| 7:41 am on May 7, 2005 (gmt 0)|
It depends on how you're handling the data. If it's stored in text files and you're using Apache, you can disable the linking or accessing of the text files if the request is not made by your server.
I'd need more info on exactly how you're implementing it to go any further.

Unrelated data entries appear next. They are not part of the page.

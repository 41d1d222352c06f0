//! Alert records and the capped alert log

use core::fmt::Display;

use heapless::Deque;
use serde::{Deserialize, Serialize};

use crate::sample::Timestamp;

/// Number of alert records retained
pub const ALERT_LOG_CAPACITY: usize = 50;

/// A reading that exceeded the alert threshold
#[derive(Debug, Clone, Copy, PartialEq, Serialize, Deserialize)]
pub struct AlertRecord {
    /// Unique, monotonically increasing; independent of the timestamp so
    /// bursts within one millisecond stay distinguishable
    pub id: u64,
    pub value: f32,
    pub timestamp: Timestamp,
}

impl Display for AlertRecord {
    fn fmt(&self, f: &mut core::fmt::Formatter<'_>) -> core::fmt::Result {
        write!(
            f,
            "[Alert #{}] timestamp: {}, humidity: {:.1}%",
            self.id, self.timestamp, self.value
        )
    }
}

/// Newest-first log of the most recent alerts
///
/// Once full, recording a new alert silently drops the oldest one.
#[derive(Debug, Default)]
pub struct AlertLog {
    records: Deque<AlertRecord, ALERT_LOG_CAPACITY>,
}

impl AlertLog {
    pub const fn new() -> Self {
        Self {
            records: Deque::new(),
        }
    }

    pub fn record(&mut self, alert: AlertRecord) {
        if self.records.is_full() {
            self.records.pop_back();
        }
        let _ = self.records.push_front(alert);
    }

    /// Iterate records, newest first
    pub fn iter(&self) -> impl Iterator<Item = &AlertRecord> {
        self.records.iter()
    }

    pub fn latest(&self) -> Option<&AlertRecord> {
        self.records.front()
    }

    pub fn len(&self) -> usize {
        self.records.len()
    }

    pub fn is_empty(&self) -> bool {
        self.records.is_empty()
    }

    pub fn clear(&mut self) {
        self.records.clear();
    }
}

#[cfg(test)]
mod tests {
    use super::*;
    use alloc::vec::Vec;

    fn alert(id: u64) -> AlertRecord {
        AlertRecord {
            id,
            value: 60.0,
            timestamp: id * 1000,
        }
    }

    #[test]
    fn test_newest_first() {
        let mut log = AlertLog::new();
        log.record(alert(1));
        log.record(alert(2));
        log.record(alert(3));

        let ids: Vec<u64> = log.iter().map(|a| a.id).collect();
        assert_eq!(ids, [3, 2, 1]);
        assert_eq!(log.latest().map(|a| a.id), Some(3));
    }

    #[test]
    fn test_alert_cap() {
        let mut log = AlertLog::new();
        for id in 1..=60 {
            log.record(alert(id));
        }

        assert_eq!(log.len(), ALERT_LOG_CAPACITY);
        let ids: Vec<u64> = log.iter().map(|a| a.id).collect();
        let expected: Vec<u64> = (11..=60).rev().collect();
        assert_eq!(ids, expected);
    }

    #[test]
    fn test_clear() {
        let mut log = AlertLog::new();
        log.record(alert(1));
        log.clear();
        assert!(log.is_empty());
        assert_eq!(log.latest(), None);
    }
}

| 7:50 pm on May 7, 2005 (gmt 0)|
Thanks for your reply.
On my site, data is grabbed from the database in the real time. So, these guys open the main page (or whatever pages they need) using PHP then they handle it using implode and explode to show only the data they want to show. So, what I need to prevent is that method: I do not want anyone to be able to "include" the files using any scripts.
Is this possible?
| 8:35 pm on May 7, 2005 (gmt 0)|
You can block them if you know their IP or their User Agent (if it is not a "normal" user agent) or if they can be distinguished from a normal user.
You can use Apache or PHP or asp ... to do that.

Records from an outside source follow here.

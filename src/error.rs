//! Error and rejection types

use thiserror_no_std::Error;

/// Invalid engine configuration
#[derive(Error, Debug, Clone, PartialEq)]
pub enum ConfigError {
    #[error("invalid thresholds: low {low} must be finite and not above high {high}")]
    InvalidThresholds { low: f32, high: f32 },
    #[error("invalid alert threshold: {0}")]
    InvalidAlertThreshold(f32),
    #[error("retention horizon must be non-zero")]
    ZeroHorizon,
    #[error("retention capacity must be non-zero")]
    ZeroCapacity,
    #[error("config encode failed: {0}")]
    Encode(postcard::Error),
    #[error("config decode failed: {0}")]
    Decode(postcard::Error),
}

/// Why a raw reading was not accepted
///
/// This is an outcome, not a fault: the reading is dropped and nothing else
/// changes.
#[derive(Error, Debug, Clone, Copy, PartialEq, Eq)]
pub enum RejectReason {
    #[error("payload is not a finite number")]
    NotANumber,
}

| 8:47 pm on May 7, 2005 (gmt 0)|
Good. This leads to something.. Normally, what is the user agent that is used when grabbing pages the way I described?
| 9:00 pm on May 7, 2005 (gmt 0)|
Problem is that usually grabbers use MSIE or Mozilla or Konqueror user agent.
Sometimes they use a specific user agent such as PHP/4.2.x (look for lists of webbots, fake UA, grabbing...)
You first have to find something that makes a difference with normal users (the best being an IP or an host, an absence of referrer or a specific User Agent).
Inserting a PHP redirection (without a html redirection) to access the pages is a good way to limit grabbing.
| 9:03 pm on May 7, 2005 (gmt 0)|
There are going to be around 100 user agent's to block, and half of those programs allow them to change what user agent is being sent to the server.
On important data, I run some code that stores how many times/areas an ip has hit, if there is more than N hits to a specific area/target, it can either throttle them (warning that they're hitting the site too many times in that area, and if the warning is ignored, they are automatically banned [crawlers don't read error msgs]), or silently redirect from the intended page back to the main index.
| 9:11 pm on May 7, 2005 (gmt 0)|
Your server logs should tell you what the UA is if you can ID who's doing it.
There are some massive long threads on this
[webmasterworld.com...] (and it's [b]three[b] predecessors (links in first post of each).
There is a more recent one around, but I can't find it at the moment.
| 11:13 pm on May 7, 2005 (gmt 0)|
Or, if your server is Apache, just write a rule that prevents remote access of your files. You may have to change the extension of them, but PHP won't care.
| 11:20 pm on May 7, 2005 (gmt 0)|
Thank you all. I guess preventing certain UAs is not applicable then.. I will give the apache rules a try and come back with results.
| 4:02 pm on May 9, 2005 (gmt 0)|
Maybe require a membership and require a login to view the data? Require them to be referred from your main page or something and track them logged in via sessions...
| 8:59 am on May 10, 2005 (gmt 0)|
I thought of showing a confirmation page where you have to enter the randomly created code in a box to view the contents. But I didn't want to make it difficult for my visitors.